**How to complete this task**:
Beneath this line is the data. Output exactly the lines from the line with "filename src/ui/login.rs" to the line with "button + hint", both ends included, and nothing more.

Supplied data Start Marker

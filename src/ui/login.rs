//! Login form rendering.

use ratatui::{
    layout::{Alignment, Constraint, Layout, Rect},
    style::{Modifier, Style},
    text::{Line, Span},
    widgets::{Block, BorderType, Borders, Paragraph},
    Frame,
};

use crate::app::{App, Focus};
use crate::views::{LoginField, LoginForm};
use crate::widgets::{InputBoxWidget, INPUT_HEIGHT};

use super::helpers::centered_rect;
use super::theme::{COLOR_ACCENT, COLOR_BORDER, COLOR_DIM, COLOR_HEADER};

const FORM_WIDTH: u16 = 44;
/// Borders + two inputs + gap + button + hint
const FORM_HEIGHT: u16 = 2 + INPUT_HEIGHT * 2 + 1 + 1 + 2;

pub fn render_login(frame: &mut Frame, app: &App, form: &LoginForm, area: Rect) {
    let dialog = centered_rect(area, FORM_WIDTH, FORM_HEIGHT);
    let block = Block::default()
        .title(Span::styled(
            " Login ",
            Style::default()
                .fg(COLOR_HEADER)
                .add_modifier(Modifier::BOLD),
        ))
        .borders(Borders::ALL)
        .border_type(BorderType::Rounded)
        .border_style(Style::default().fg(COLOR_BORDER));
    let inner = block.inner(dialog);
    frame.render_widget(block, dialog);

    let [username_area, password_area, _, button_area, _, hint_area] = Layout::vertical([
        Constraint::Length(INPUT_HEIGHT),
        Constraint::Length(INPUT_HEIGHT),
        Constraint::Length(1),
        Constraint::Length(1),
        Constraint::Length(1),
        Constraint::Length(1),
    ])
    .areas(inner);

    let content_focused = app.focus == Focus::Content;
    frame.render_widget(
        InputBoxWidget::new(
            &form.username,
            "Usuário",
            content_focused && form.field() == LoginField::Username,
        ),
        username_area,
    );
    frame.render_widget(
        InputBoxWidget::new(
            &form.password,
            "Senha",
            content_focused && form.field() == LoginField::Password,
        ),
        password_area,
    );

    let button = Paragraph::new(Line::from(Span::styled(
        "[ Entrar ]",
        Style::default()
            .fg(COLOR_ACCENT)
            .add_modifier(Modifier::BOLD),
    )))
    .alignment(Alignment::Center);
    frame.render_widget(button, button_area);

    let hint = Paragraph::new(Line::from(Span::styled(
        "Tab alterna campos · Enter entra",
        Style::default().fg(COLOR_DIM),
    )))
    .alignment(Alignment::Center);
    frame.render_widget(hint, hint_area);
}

Supplied data End Marker
Supplied data Start Marker

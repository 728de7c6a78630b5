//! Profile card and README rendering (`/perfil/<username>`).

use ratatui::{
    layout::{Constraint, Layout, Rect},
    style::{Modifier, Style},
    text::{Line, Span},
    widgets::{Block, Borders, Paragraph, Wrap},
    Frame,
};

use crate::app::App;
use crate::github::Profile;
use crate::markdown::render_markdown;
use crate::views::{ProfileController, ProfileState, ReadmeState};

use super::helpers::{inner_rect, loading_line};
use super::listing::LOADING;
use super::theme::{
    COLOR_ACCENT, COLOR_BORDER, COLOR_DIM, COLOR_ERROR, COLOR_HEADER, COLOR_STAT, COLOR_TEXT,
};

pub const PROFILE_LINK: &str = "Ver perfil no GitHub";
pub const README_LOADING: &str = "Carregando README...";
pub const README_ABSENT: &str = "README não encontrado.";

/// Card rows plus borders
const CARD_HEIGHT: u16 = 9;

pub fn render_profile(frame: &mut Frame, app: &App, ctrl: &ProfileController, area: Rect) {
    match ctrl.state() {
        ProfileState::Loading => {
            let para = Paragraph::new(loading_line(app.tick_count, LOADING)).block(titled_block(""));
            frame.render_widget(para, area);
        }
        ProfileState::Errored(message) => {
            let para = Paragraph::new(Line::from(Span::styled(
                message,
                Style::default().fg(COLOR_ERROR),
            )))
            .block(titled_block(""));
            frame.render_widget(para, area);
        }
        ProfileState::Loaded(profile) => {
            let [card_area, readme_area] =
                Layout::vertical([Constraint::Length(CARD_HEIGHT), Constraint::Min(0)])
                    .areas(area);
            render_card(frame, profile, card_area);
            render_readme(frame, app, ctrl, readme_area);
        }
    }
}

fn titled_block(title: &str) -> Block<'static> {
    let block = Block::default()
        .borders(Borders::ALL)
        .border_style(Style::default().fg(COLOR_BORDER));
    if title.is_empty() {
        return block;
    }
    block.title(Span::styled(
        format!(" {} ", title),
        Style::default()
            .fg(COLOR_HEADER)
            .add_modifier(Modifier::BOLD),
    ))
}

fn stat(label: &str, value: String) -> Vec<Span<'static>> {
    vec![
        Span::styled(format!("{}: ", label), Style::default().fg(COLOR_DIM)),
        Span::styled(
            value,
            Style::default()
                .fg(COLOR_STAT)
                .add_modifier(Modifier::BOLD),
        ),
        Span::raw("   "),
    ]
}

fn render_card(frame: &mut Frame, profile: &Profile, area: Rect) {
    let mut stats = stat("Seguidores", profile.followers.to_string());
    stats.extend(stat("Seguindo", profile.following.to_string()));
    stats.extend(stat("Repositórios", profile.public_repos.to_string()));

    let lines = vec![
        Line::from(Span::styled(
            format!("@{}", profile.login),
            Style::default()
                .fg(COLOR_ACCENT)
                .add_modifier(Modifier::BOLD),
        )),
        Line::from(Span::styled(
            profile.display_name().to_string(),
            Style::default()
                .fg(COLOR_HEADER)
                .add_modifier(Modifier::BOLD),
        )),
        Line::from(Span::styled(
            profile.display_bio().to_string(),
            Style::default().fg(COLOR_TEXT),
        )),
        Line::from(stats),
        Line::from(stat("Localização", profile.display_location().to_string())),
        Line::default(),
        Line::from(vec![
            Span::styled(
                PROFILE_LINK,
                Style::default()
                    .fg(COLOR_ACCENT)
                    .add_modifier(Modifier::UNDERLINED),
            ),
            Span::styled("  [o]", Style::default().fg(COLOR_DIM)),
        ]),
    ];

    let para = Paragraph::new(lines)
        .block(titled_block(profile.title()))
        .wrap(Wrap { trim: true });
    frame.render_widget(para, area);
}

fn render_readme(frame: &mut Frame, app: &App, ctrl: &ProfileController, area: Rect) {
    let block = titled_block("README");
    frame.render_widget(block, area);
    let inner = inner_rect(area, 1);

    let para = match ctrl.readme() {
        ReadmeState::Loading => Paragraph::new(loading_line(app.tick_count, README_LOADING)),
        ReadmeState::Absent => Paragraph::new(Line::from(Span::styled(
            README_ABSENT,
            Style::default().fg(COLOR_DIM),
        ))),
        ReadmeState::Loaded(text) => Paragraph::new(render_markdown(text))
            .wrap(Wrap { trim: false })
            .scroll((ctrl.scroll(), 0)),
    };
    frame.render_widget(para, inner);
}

Supplied data End Marker

**Your solution**:
filename src/ui/login.rs
//! Login form rendering.

use ratatui::{
    layout::{Alignment, Constraint, Layout, Rect},
    style::{Modifier, Style},
    text::{Line, Span},
    widgets::{Block, BorderType, Borders, Paragraph},
    Frame,
};

use crate::app::{App, Focus};
use crate::views::{LoginField, LoginForm};
use crate::widgets::{InputBoxWidget, INPUT_HEIGHT};

use super::helpers::centered_rect;
use super::theme::{COLOR_ACCENT, COLOR_BORDER, COLOR_DIM, COLOR_HEADER};

const FORM_WIDTH: u16 = 44;
/// Borders + two inputs + gap + button + hint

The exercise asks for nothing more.